PA2 – Aunt Marge’s Big Mistake
In which Aunt Marge comes to visit and her taunting drives Harry to inflate her, then gather his belongings and leave Privet Drive without permission to visit Hogsmeade.
PA3 – The Knight Bus
In which Harry tries to decide what to do when the Knight Bus arrives to take him to London. En route Harry learns about Sirius Black, is met by Cornelius Fudge at Diagon Alley and installed in a room in the Leaky Cauldron.
PA4 – The Leaky Cauldron
In which Harry enjoys his new-found freedom, purchases his school supplies, and meets with Hermione and Ron. Hermione buys Crookshanks after the cat takes after Ron’s Scabbers. Back at the Leaky Cauldron, Harry overhears Mr and Mrs Weasley talking about the danger he is in.
PA5 – The Dementor
In which the students leave the Leaky Cauldron for Hogwarts, board the train, discuss Hogsmeade and a sleeping Professor Remus Lupin prevents a fight with Malfoy. The train is boarded by dementors, Harry passes out, McGonagall wants a word with Harry and Hermione and Hagrid is the new Care of Magical Creatures teacher.
PA6 – Talons and Tea Leaves
In which students begin the new year of classes, Hermione is taking a very full course load and in Divination class Professor Trelawney predicts Harry’s death. Hagrid introduces hippogriffs at his first class and Buckbeak is insulted and scratches Malfoy, HRH go to console Hagrid.
PA7 – The Boggart in the Wardrobe
In which Malfoy takes advantage of his injury in Potions, Snape orders Ron and Harry to do his work, Black has been sighted near the school, Lupin conducts his first DADA class on confronting Boggarts.
PA8 – Flight of the Fat Lady
In which DADA class remain a favourite, Quidditch practice begins, Crookshanks goes after Scabbers, tension builds between Ron and Hermione, Harry is denied permission to visit Hogsmeade, Lupin talks to him about fear, Snape brews a potion for Lupin, Hallowe’en feast, and Black slashes the Fat Lady’s portrait.
PA9 – Grim Defeat
In which the students are gathered in the Great Hall for the night, Quidditch practice continues, DADA is taken over by Snape when Lupin falls ill, Peeves wakes Harry, Quidditch match between Gryffindor and Hufflepuff in a thunderstorm, Harry sees the Grim and Dementors on the pitch and passes out to awaken in hospital having lost the game.
PA10 – The Marauder’s Map
In which Harry spends the weekend in hospital, Lupin returns to class and tells Harry about Dementors, and Fred and George give Harry the Marauder’s Map.
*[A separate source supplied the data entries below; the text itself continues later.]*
//! Groq inference (OpenAI-compatible).

use async_trait::async_trait;

use crate::config::ProviderConfig;
use crate::error::{ConfigError, ProviderError};

use super::chat::ChatCompletions;
use super::{Provider, ProviderKind, Request, Response, RetryPolicy};

pub const DEFAULT_BASE_URL: &str = "https://api.groq.com/openai/v1";

pub struct GroqProvider {
    inner: ChatCompletions,
}

impl GroqProvider {
    pub fn new(config: ProviderConfig, api_key: String) -> Result<Self, ConfigError> {
        let inner = ChatCompletions::new(
            ProviderKind::Groq,
            config,
            api_key,
            DEFAULT_BASE_URL,
            Vec::new(),
        )?;
        Ok(Self { inner })
    }
}

#[async_trait]
impl Provider for GroqProvider {
    fn kind(&self) -> ProviderKind {
        self.inner.kind()
    }

    fn validate_config(&self) -> Result<(), ConfigError> {
        self.inner.validate()
    }

    fn retry_policy(&self) -> &RetryPolicy {
        self.inner.retry_policy()
    }

    async fn generate_once(&self, req: &Request) -> Result<Response, ProviderError> {
        self.inner.complete(req).await
    }
}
Harry uses a secret passage to join Ron and Hermione in Hogsmeade, they overhear a teachers’ conversation, and learn that Black is believed to have betrayed Harry’s parents and is his godfather.
PA11 – The Firebolt
In which Harry mulls over what he heard about Black, almost everyone has gone on holiday, HRH go to visit Hagrid, find him distraught about Buckbeak’s hearing before the Committee for the Disposal of Dangerous Creatures and HRH begin seeking precedents to help Buckbeak’s case. Christmas comes and Harry gets a Firebolt broom from an unknown (Black) benefactor, Crookshanks goes after Scabbers again and revives bad feelings between Ron and Hermione, dinner is taken with the teachers, McGonagall takes the Firebolt to check for jinxes.
PA12 – The Patronus
In which both Harry and Ron are angry with Hermione for reporting the Firebolt to McGonagall, Oliver Wood tries to get it back, classes resume, Lupin teaches Harry Patronus to use against the Dementors, Harry asks repeatedly about his Firebolt and finally gets it back, makes up with Hermione just as Ron finds bloody traces of what he thinks is Scabbers.
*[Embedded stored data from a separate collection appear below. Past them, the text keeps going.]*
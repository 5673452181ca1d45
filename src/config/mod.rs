//! File-backed configuration and per-stage provider settings.
//!
//! The YAML file mirrors [`ProviderConfig`] under an `ai:` block. Anything
//! left unset there is filled from [`defaults`] after loading; the polish
//! stage is resolved separately by [`resolve`].

pub mod defaults;
pub mod duration;
pub mod resolve;

use std::collections::BTreeMap;
use std::path::Path;
use std::time::Duration;

use serde::Deserialize;
use tracing::{debug, warn};

use crate::error::ConfigError;
use crate::llm::{BackoffKind, ProviderKind, RetryPolicy};

pub use defaults::{default_api_key_env, default_model};
pub use resolve::{
    ResolvedStage, StagePlan, plan_stages, polish_api_key, read_api_key, resolve_discovery,
    resolve_polish,
};

pub const DEFAULT_CONFIG_PATH: &str = ".relnotes.yml";
pub const DEFAULT_PROVIDER: ProviderKind = ProviderKind::Anthropic;
pub const DEFAULT_MAX_TOKENS: u32 = 8000;
pub const DEFAULT_TEMPERATURE: f64 = 0.3;
pub const DEFAULT_TIMEOUT: Duration = Duration::from_secs(30);

/// Fully resolved settings for one generation stage.
#[derive(Debug, Clone, PartialEq)]
pub struct ProviderConfig {
    pub provider: ProviderKind,
    pub model: String,
    /// Empty for services that need no credential.
    pub api_key_env: String,
    pub max_tokens: u32,
    pub temperature: f64,
    pub timeout: Duration,
    pub retry: RetryPolicy,
    /// Vendor overrides such as `base_url` or `anthropic_version`.
    pub custom: BTreeMap<String, String>,
}

impl ProviderConfig {
    /// Settings for `provider` with every other field at its default.
    pub fn for_provider(provider: ProviderKind) -> Self {
        Self {
            provider,
            model: default_model(provider).to_string(),
            api_key_env: default_api_key_env(provider).to_string(),
            max_tokens: DEFAULT_MAX_TOKENS,
            temperature: DEFAULT_TEMPERATURE,
            timeout: DEFAULT_TIMEOUT,
            retry: RetryPolicy::default(),
            custom: BTreeMap::new(),
        }
    }

    pub fn custom(&self, key: &str) -> Option<&str> {
        self.custom
            .get(key)
            .map(String::as_str)
            .filter(|v| !v.is_empty())
    }

    /// Upper bound on wall-clock time for this stage, every attempt timing out.
    pub fn worst_case_duration(&self) -> Duration {
        self.timeout
            .saturating_mul(self.retry.attempts.max(1))
            .saturating_add(self.retry.total_delay())
    }
}

/// Top-level configuration file.
#[derive(Debug, Clone, Deserialize)]
#[serde(default)]
pub struct Config {
    pub version: String,
    pub ai: AiConfig,
}

/// Discovery-stage settings plus the nested polish block.
#[derive(Debug, Clone, Deserialize)]
#[serde(default)]
pub struct AiConfig {
    pub provider: String,
    pub model: String,
    pub api_key_env: String,
    pub max_tokens: u32,
    pub temperature: f64,
    #[serde(deserialize_with = "duration::deserialize")]
    pub timeout: Duration,
    pub retry: RetryConfig,
    pub custom: BTreeMap<String, String>,
    pub polish: PolishConfig,
}

#[derive(Debug, Clone, Deserialize)]
#[serde(default)]
pub struct RetryConfig {
    pub attempts: u32,
    pub backoff: String,
    #[serde(deserialize_with = "duration::deserialize")]
    pub initial_delay: Duration,
}

/// Optional second stage. Empty strings and `None` inherit from discovery.
#[derive(Debug, Clone, Default, Deserialize)]
#[serde(default)]
pub struct PolishConfig {
    pub enabled: bool,
    pub polish_provider: String,
    pub polish_model: String,
    pub polish_api_key_env: String,
    /// Custom template; `{draft}` and `{diff}` are substituted.
    pub polish_prompt: String,
    pub polish_max_tokens: Option<u32>,
    pub polish_temperature: Option<f64>,
}

impl Default for Config {
    fn default() -> Self {
        let mut config = Self {
            version: "1".to_string(),
            ai: AiConfig::default(),
        };
        config.apply_defaults();
        config
    }
}

impl Default for AiConfig {
    fn default() -> Self {
        Self {
            provider: DEFAULT_PROVIDER.as_str().to_string(),
            model: String::new(),
            api_key_env: String::new(),
            max_tokens: DEFAULT_MAX_TOKENS,
            temperature: DEFAULT_TEMPERATURE,
            timeout: DEFAULT_TIMEOUT,
            retry: RetryConfig::default(),
            custom: BTreeMap::new(),
            polish: PolishConfig::default(),
        }
    }
}

impl Default for RetryConfig {
    fn default() -> Self {
        let policy = RetryPolicy::default();
        Self {
            attempts: policy.attempts,
            backoff: policy.backoff.as_str().to_string(),
            initial_delay: policy.initial_delay,
        }
    }
}

impl RetryConfig {
    pub fn to_policy(&self) -> Result<RetryPolicy, ConfigError> {
        if self.attempts == 0 {
            return Err(ConfigError::InvalidAttempts(self.attempts));
        }
        Ok(RetryPolicy {
            attempts: self.attempts,
            backoff: self.backoff.parse::<BackoffKind>()?,
            initial_delay: self.initial_delay,
        })
    }
}

impl Config {
    /// Read and parse a configuration file, then fill defaults.
    pub fn load(path: &Path) -> Result<Self, ConfigError> {
        let contents = std::fs::read_to_string(path).map_err(|source| ConfigError::ReadFailed {
            path: path.display().to_string(),
            source,
        })?;
        Self::parse(&contents, &path.display().to_string())
    }

    /// Parse YAML text; `origin` only labels errors.
    pub fn parse(contents: &str, origin: &str) -> Result<Self, ConfigError> {
        let mut config: Config =
            serde_yaml::from_str(contents).map_err(|source| ConfigError::ParseFailed {
                path: origin.to_string(),
                source,
            })?;
        config.apply_defaults();
        Ok(config)
    }

    /// Load `path`, falling back to defaults when it is missing or unusable.
    pub fn load_or_default(path: &Path) -> Self {
        if !path.exists() {
            debug!(path = %path.display(), "No config file found, using defaults");
            return Self::default();
        }
        match Self::load(path) {
            Ok(config) => config,
            Err(e) => {
                warn!("{}. Using default configuration.", e);
                Self::default()
            }
        }
    }

    /// Fill provider-dependent fields left empty in the file.
    pub fn apply_defaults(&mut self) {
        let ai = &mut self.ai;
        if ai.provider.trim().is_empty() {
            ai.provider = DEFAULT_PROVIDER.as_str().to_string();
        }
        if ai.timeout.is_zero() {
            ai.timeout = DEFAULT_TIMEOUT;
        }

        // Unknown providers are left alone for validate() to report.
        if let Ok(kind) = ai.provider.parse::<ProviderKind>() {
            if ai.model.trim().is_empty() {
                ai.model = default_model(kind).to_string();
            }
            if ai.api_key_env.trim().is_empty() {
                ai.api_key_env = default_api_key_env(kind).to_string();
            }
        }
    }

    pub fn provider_kind(&self) -> Result<ProviderKind, ConfigError> {
        self.ai.provider.parse()
    }

    /// Switch the discovery provider, resetting its key variable and, unless
    /// one is given, its model to that provider's defaults.
    pub fn override_provider(&mut self, provider: ProviderKind, model: Option<String>) {
        self.ai.provider = provider.as_str().to_string();
        self.ai.api_key_env = default_api_key_env(provider).to_string();
        self.ai.model = model.unwrap_or_else(|| default_model(provider).to_string());
    }

    /// Check every field the generation stages depend on.
    pub fn validate(&self) -> Result<(), ConfigError> {
        self.provider_kind()?;
        check_max_tokens(self.ai.max_tokens)?;
        check_temperature(self.ai.temperature)?;
        self.ai.retry.to_policy()?;

        let polish = &self.ai.polish;
        if polish.enabled {
            if !polish.polish_provider.trim().is_empty() {
                polish.polish_provider.parse::<ProviderKind>()?;
            }
            if let Some(max_tokens) = polish.polish_max_tokens {
                check_max_tokens(max_tokens)?;
            }
            if let Some(temperature) = polish.polish_temperature {
                check_temperature(temperature)?;
            }
        }

        Ok(())
    }
}

pub(crate) fn check_max_tokens(max_tokens: u32) -> Result<(), ConfigError> {
    if max_tokens == 0 {
        return Err(ConfigError::InvalidMaxTokens(max_tokens));
    }
    Ok(())
}

pub(crate) fn check_temperature(temperature: f64) -> Result<(), ConfigError> {
    if !(0.0..=1.0).contains(&temperature) {
        return Err(ConfigError::InvalidTemperature(temperature));
    }
    Ok(())
}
PA13 – Gryffindor Versus Ravenclaw 
In which Ron and Hermione’s anger grows, Quidditch practice resumes, Gryffindor plays Ravenclaw and wins despite Slytherin’s attempts to sabotage the match by dressing as Dementors. Gryffindor celebrates into the night while Hermione studies. Black gets into the dorm and apparently slashes Ron’s bed curtains.
PA14 – Snape’s Grudge
In which security is tightened, Hagrid is summoned to London with Buckbeak, Ron and Harry plan another visit to Hogsmeade despite Hermione’s appeals, Harry wears his invisibility cloak and while playing a trick on Malfoy and his goons was unmasked, rushing back to school only to be confronted by Snape, questioned and only saved by the arrival of Lupin.
PA15 – The Quidditch Final
In which Hagrid loses his case and Buckbeak is sentenced to death, Ron and Hermione make up, Hermione slaps Malfoy, misses Charms class and storms out of Divination. Tensions rise as the Gryffindor-Slytherin match approaches. When it comes, it is the roughest match Harry has ever played, but Gryffindor still wins.
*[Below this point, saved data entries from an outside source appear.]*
//! Release tag discovery.

use std::collections::HashMap;

use git2::{Oid, Repository};
use semver::Version;
use tracing::{debug, warn};

use crate::error::GitError;

/// A tag and the commit it points at.
#[derive(Debug, Clone)]
pub struct ReleaseTag {
    pub name: String,
    pub commit: Oid,
    pub version: Option<Version>,
}

/// Semver version of a tag name, with or without a leading `v`.
pub fn parse_tag_version(name: &str) -> Option<Version> {
    Version::parse(name.strip_prefix('v').unwrap_or(name)).ok()
}

/// `X.Y.Z` or `vX.Y.Z` with no pre-release or build suffix.
fn is_stable(tag: &ReleaseTag) -> bool {
    tag.version
        .as_ref()
        .is_some_and(|v| v.pre.is_empty() && v.build.is_empty())
}

/// Every tag in the repository, peeled to the commit it names.
pub fn list_tags(repo: &Repository) -> Result<Vec<ReleaseTag>, GitError> {
    let mut tags = Vec::new();

    repo.tag_foreach(|oid, name_bytes| {
        let Ok(full_name) = std::str::from_utf8(name_bytes) else {
            warn!("Skipping tag with OID {} - name is not valid UTF-8", oid);
            return true;
        };
        let name = full_name.strip_prefix("refs/tags/").unwrap_or(full_name);

        // Annotated tags point at a tag object; lightweight ones at the commit.
        let commit = repo.find_tag(oid).map(|t| t.target_id()).unwrap_or(oid);

        tags.push(ReleaseTag {
            name: name.to_string(),
            commit,
            version: parse_tag_version(name),
        });
        true
    })
    .map_err(GitError::RevwalkError)?;

    Ok(tags)
}

/// The newest stable release tag reachable from HEAD.
///
/// Walks history from HEAD and stops at the first commit carrying a stable
/// semver tag, so tags on other branches are never picked up.
pub fn latest_release_tag(repo: &Repository) -> Result<Option<ReleaseTag>, GitError> {
    let Some(head) = repo.head().ok().and_then(|head| head.target()) else {
        return Ok(None);
    };

    let mut by_commit: HashMap<Oid, Vec<ReleaseTag>> = HashMap::new();
    for tag in list_tags(repo)?.into_iter().filter(is_stable) {
        by_commit.entry(tag.commit).or_default().push(tag);
    }
    if by_commit.is_empty() {
        debug!("No stable release tags in repository");
        return Ok(None);
    }

    let mut revwalk = repo.revwalk().map_err(GitError::RevwalkError)?;
    revwalk.push(head).map_err(GitError::RevwalkError)?;
    revwalk
        .set_sorting(git2::Sort::TOPOLOGICAL | git2::Sort::TIME)
        .map_err(GitError::RevwalkError)?;

    for oid in revwalk {
        let oid = oid.map_err(GitError::RevwalkError)?;
        if let Some(tag) = by_commit
            .remove(&oid)
            .and_then(|tags| tags.into_iter().max_by(|a, b| a.version.cmp(&b.version)))
        {
            debug!(tag = %tag.name, "Found latest reachable release tag");
            return Ok(Some(tag));
        }
    }

    Ok(None)
}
PA16 – Professor Trelawney’s Prediction
In which OWLs and NEWTs are coming up and everyone is studying, exam week arrives, Buckbeak’s appeal is scheduled, Professor Trelawney unknowingly predicts the return of the Dark Lord, HRH use the cloak of invisibility to visit Hagrid, try to comfort him, Hermione finds Scabbers in a milk jug, men come to execute Buckbeak, HRH go out the back door under the cloak and Scabbers goes berserk.
PA17 – Cat, Rat, and Dog
In which HRH start back to the castle, Crookshanks chases Scabbers, and a big black dog drags Ron into a tunnel under the Whomping Willow. Crookshanks stops the tree from attacking Harry and Hermione, and they follow the cat down the tunnel to emerge in the Shrieking Shack outside Hogsmeade. They find Ron a captive of Black, who disarms them. Harry attacks Black, and with Ron and Hermione overpowers him, but Crookshanks stands between Harry and Black when Harry threatens to kill him. Lupin arrives and admits that he’s Black’s friend and a werewolf. It is revealed that Scabbers is an Animagus named Peter Pettigrew.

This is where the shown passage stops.